Items listed in a dataset:
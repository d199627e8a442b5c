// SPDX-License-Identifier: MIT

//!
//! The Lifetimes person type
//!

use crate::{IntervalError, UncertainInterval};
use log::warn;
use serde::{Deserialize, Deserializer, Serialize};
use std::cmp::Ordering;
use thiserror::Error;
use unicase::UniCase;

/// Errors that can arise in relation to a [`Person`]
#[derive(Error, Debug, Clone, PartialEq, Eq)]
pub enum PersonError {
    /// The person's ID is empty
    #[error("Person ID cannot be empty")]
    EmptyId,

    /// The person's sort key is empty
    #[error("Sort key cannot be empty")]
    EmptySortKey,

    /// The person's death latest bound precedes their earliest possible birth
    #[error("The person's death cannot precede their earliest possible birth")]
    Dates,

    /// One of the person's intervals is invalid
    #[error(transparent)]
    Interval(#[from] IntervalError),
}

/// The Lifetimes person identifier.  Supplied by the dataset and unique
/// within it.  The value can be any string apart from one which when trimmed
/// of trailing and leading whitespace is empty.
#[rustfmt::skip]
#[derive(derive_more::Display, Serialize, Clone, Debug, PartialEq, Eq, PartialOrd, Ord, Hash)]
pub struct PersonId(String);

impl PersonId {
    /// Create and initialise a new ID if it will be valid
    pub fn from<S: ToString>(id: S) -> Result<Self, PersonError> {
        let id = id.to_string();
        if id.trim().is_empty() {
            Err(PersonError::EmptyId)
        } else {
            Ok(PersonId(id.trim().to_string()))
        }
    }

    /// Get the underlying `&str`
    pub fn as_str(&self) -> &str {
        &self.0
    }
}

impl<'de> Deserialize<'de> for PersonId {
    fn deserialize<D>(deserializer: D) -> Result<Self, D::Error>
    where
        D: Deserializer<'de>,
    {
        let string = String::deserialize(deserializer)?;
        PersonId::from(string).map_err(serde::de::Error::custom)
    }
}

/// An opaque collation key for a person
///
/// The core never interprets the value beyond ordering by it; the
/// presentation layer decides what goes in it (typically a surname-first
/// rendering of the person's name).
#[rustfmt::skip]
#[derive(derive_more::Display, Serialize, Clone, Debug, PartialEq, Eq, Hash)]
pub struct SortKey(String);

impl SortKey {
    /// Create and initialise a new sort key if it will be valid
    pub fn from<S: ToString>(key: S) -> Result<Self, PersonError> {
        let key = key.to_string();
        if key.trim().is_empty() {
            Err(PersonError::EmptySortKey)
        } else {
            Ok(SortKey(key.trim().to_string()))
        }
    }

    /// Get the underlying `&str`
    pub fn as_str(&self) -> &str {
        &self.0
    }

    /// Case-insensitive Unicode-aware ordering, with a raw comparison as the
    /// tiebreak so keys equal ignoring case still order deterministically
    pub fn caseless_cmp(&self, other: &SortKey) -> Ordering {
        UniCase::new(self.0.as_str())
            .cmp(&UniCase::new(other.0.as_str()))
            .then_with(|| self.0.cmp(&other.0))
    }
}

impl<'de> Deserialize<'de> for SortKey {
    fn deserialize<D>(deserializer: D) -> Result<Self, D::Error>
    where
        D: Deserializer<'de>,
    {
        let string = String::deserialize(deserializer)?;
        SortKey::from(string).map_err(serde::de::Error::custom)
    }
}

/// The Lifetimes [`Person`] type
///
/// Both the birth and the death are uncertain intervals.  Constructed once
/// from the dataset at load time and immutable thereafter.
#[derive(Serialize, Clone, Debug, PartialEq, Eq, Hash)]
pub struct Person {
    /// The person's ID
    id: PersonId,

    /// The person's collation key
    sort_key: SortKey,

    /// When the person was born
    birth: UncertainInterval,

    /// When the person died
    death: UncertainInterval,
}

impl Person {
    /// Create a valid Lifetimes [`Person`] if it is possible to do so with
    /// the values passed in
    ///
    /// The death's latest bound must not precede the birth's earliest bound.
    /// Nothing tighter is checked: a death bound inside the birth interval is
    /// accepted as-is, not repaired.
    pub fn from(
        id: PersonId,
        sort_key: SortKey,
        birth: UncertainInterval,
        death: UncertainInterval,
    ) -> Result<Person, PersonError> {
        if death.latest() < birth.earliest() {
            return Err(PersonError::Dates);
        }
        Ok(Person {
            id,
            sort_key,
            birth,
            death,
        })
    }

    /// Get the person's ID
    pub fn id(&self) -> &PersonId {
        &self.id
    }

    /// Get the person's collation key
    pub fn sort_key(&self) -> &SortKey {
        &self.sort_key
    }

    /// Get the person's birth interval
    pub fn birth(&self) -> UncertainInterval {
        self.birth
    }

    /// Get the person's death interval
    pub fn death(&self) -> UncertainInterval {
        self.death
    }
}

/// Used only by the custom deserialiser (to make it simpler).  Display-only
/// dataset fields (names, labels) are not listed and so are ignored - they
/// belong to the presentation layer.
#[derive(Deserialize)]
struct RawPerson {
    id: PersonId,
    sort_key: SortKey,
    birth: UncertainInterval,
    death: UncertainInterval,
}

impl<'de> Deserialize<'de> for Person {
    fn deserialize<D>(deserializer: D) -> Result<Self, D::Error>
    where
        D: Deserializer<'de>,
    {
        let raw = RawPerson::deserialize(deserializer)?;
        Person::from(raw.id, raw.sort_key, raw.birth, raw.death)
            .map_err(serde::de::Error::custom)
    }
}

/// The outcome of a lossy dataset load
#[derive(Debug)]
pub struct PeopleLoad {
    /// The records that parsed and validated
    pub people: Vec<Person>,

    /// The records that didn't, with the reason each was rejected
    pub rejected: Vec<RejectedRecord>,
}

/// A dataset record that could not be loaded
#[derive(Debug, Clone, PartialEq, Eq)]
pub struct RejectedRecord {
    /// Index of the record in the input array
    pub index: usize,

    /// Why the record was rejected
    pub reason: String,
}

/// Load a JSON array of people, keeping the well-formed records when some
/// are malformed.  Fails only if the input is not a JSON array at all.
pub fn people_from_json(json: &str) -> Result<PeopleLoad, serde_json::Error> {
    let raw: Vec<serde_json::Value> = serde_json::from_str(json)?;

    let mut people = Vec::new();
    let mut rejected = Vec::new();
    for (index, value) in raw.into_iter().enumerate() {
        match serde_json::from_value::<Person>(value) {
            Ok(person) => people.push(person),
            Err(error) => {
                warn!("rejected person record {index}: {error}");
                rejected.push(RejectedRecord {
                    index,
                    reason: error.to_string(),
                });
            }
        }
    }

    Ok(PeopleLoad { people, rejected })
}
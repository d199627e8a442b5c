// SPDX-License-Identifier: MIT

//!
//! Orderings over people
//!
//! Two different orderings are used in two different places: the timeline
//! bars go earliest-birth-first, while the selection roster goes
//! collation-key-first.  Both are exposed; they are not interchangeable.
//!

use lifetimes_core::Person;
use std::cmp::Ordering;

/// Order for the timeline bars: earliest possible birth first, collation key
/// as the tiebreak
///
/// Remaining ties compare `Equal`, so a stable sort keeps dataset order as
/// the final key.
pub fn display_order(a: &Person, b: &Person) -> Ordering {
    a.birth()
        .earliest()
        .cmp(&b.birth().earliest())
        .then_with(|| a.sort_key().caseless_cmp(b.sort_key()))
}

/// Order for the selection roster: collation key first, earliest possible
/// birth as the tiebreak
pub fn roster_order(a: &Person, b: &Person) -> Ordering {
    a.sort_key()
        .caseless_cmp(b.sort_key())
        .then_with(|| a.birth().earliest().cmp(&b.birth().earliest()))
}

◆ EXERCISE DIRECTIONS: All entries given above are to be printed again exactly.

◆ RESULT OF THE TASK:
repository d199627e8a442b5c
// SPDX-License-Identifier: MIT

//!
//! The Lifetimes person type
//!

use crate::{IntervalError, UncertainInterval};
use log::warn;
use serde::{Deserialize, Deserializer, Serialize};
use std::cmp::Ordering;
use thiserror::Error;
use unicase::UniCase;

/// Errors that can arise in relation to a [`Person`]
#[derive(Error, Debug, Clone, PartialEq, Eq)]
pub enum PersonError {
    /// The person's ID is empty
    #[error("Person ID cannot be empty")]
    EmptyId,

    /// The person's sort key is empty
    #[error("Sort key cannot be empty")]
    EmptySortKey,

    /// The person's death latest bound precedes their earliest possible birth
    #[error("The person's death cannot precede their earliest possible birth")]
    Dates,

    /// One of the person's intervals is invalid
    #[error(transparent)]
    Interval(#[from] IntervalError),
}

/// The Lifetimes person identifier.  Supplied by the dataset and unique
/// within it.  The value can be any string apart from one which when trimmed
/// of trailing and leading whitespace is empty.
#[rustfmt::skip]
#[derive(derive_more::Display, Serialize, Clone, Debug, PartialEq, Eq, PartialOrd, Ord, Hash)]
pub struct PersonId(String);

impl PersonId {
    /// Create and initialise a new ID if it will be valid
    pub fn from<S: ToString>(id: S) -> Result<Self, PersonError> {
        let id = id.to_string();
        if id.trim().is_empty() {
            Err(PersonError::EmptyId)
        } else {
            Ok(PersonId(id.trim().to_string()))
        }
    }

    /// Get the underlying `&str`
    pub fn as_str(&self) -> &str {
        &self.0
    }
}

impl<'de> Deserialize<'de> for PersonId {
    fn deserialize<D>(deserializer: D) -> Result<Self, D::Error>
    where
        D: Deserializer<'de>,
    {
        let string = String::deserialize(deserializer)?;
        PersonId::from(string).map_err(serde::de::Error::custom)
    }
}

/// An opaque collation key for a person
///
/// The core never interprets the value beyond ordering by it; the
/// presentation layer decides what goes in it (typically a surname-first
/// rendering of the person's name).
#[rustfmt::skip]
#[derive(derive_more::Display, Serialize, Clone, Debug, PartialEq, Eq, Hash)]
pub struct SortKey(String);

impl SortKey {
    /// Create and initialise a new sort key if it will be valid
    pub fn from<S: ToString>(key: S) -> Result<Self, PersonError> {
        let key = key.to_string();
        if key.trim().is_empty() {
            Err(PersonError::EmptySortKey)
        } else {
            Ok(SortKey(key.trim().to_string()))
        }
    }

    /// Get the underlying `&str`
    pub fn as_str(&self) -> &str {
        &self.0
    }

    /// Case-insensitive Unicode-aware ordering, with a raw comparison as the
    /// tiebreak so keys equal ignoring case still order deterministically
    pub fn caseless_cmp(&self, other: &SortKey) -> Ordering {
        UniCase::new(self.0.as_str())
            .cmp(&UniCase::new(other.0.as_str()))
            .then_with(|| self.0.cmp(&other.0))
    }
}

impl<'de> Deserialize<'de> for SortKey {
    fn deserialize<D>(deserializer: D) -> Result<Self, D::Error>
    where
        D: Deserializer<'de>,
    {
        let string = String::deserialize(deserializer)?;
        SortKey::from(string).map_err(serde::de::Error::custom)
    }
}

/// The Lifetimes [`Person`] type
///
/// Both the birth and the death are uncertain intervals.  Constructed once
/// from the dataset at load time and immutable thereafter.
#[derive(Serialize, Clone, Debug, PartialEq, Eq, Hash)]
pub struct Person {
    /// The person's ID
    id: PersonId,

    /// The person's collation key
    sort_key: SortKey,

    /// When the person was born
    birth: UncertainInterval,

    /// When the person died
    death: UncertainInterval,
}

impl Person {
    /// Create a valid Lifetimes [`Person`] if it is possible to do so with
    /// the values passed in
    ///
    /// The death's latest bound must not precede the birth's earliest bound.
    /// Nothing tighter is checked: a death bound inside the birth interval is
    /// accepted as-is, not repaired.
    pub fn from(
        id: PersonId,
        sort_key: SortKey,
        birth: UncertainInterval,
        death: UncertainInterval,
    ) -> Result<Person, PersonError> {
        if death.latest() < birth.earliest() {
            return Err(PersonError::Dates);
        }
        Ok(Person {
            id,
            sort_key,
            birth,
            death,
        })
    }

    /// Get the person's ID
    pub fn id(&self) -> &PersonId {
        &self.id
    }

    /// Get the person's collation key
    pub fn sort_key(&self) -> &SortKey {
        &self.sort_key
    }

    /// Get the person's birth interval
    pub fn birth(&self) -> UncertainInterval {
        self.birth
    }

    /// Get the person's death interval
    pub fn death(&self) -> UncertainInterval {
        self.death
    }
}

/// Used only by the custom deserialiser (to make it simpler).  Display-only
/// dataset fields (names, labels) are not listed and so are ignored - they
/// belong to the presentation layer.
#[derive(Deserialize)]
struct RawPerson {
    id: PersonId,
    sort_key: SortKey,
    birth: UncertainInterval,
    death: UncertainInterval,
}

impl<'de> Deserialize<'de> for Person {
    fn deserialize<D>(deserializer: D) -> Result<Self, D::Error>
    where
        D: Deserializer<'de>,
    {
        let raw = RawPerson::deserialize(deserializer)?;
        Person::from(raw.id, raw.sort_key, raw.birth, raw.death)
            .map_err(serde::de::Error::custom)
    }
}

/// The outcome of a lossy dataset load
#[derive(Debug)]
pub struct PeopleLoad {
    /// The records that parsed and validated
    pub people: Vec<Person>,

    /// The records that didn't, with the reason each was rejected
    pub rejected: Vec<RejectedRecord>,
}

/// A dataset record that could not be loaded
#[derive(Debug, Clone, PartialEq, Eq)]
pub struct RejectedRecord {
    /// Index of the record in the input array
    pub index: usize,

    /// Why the record was rejected
    pub reason: String,
}

/// Load a JSON array of people, keeping the well-formed records when some
/// are malformed.  Fails only if the input is not a JSON array at all.
pub fn people_from_json(json: &str) -> Result<PeopleLoad, serde_json::Error> {
    let raw: Vec<serde_json::Value> = serde_json::from_str(json)?;

    let mut people = Vec::new();
    let mut rejected = Vec::new();
    for (index, value) in raw.into_iter().enumerate() {
        match serde_json::from_value::<Person>(value) {
            Ok(person) => people.push(person),
            Err(error) => {
                warn!("rejected person record {index}: {error}");
                rejected.push(RejectedRecord {
                    index,
                    reason: error.to_string(),
                });
            }
        }
    }

    Ok(PeopleLoad { people, rejected })
}
repository d199627e8a442b5c
// SPDX-License-Identifier: MIT

//!
//! Orderings over people
//!
//! Two different orderings are used in two different places: the timeline
//! bars go earliest-birth-first, while the selection roster goes
//! collation-key-first.  Both are exposed; they are not interchangeable.
//!

use lifetimes_core::Person;
use std::cmp::Ordering;

/// Order for the timeline bars: earliest possible birth first, collation key
/// as the tiebreak
///
/// Remaining ties compare `Equal`, so a stable sort keeps dataset order as
/// the final key.
pub fn display_order(a: &Person, b: &Person) -> Ordering {
    a.birth()
        .earliest()
        .cmp(&b.birth().earliest())
        .then_with(|| a.sort_key().caseless_cmp(b.sort_key()))
}

/// Order for the selection roster: collation key first, earliest possible
/// birth as the tiebreak
pub fn roster_order(a: &Person, b: &Person) -> Ordering {
    a.sort_key()
        .caseless_cmp(b.sort_key())
        .then_with(|| a.birth().earliest().cmp(&b.birth().earliest()))
}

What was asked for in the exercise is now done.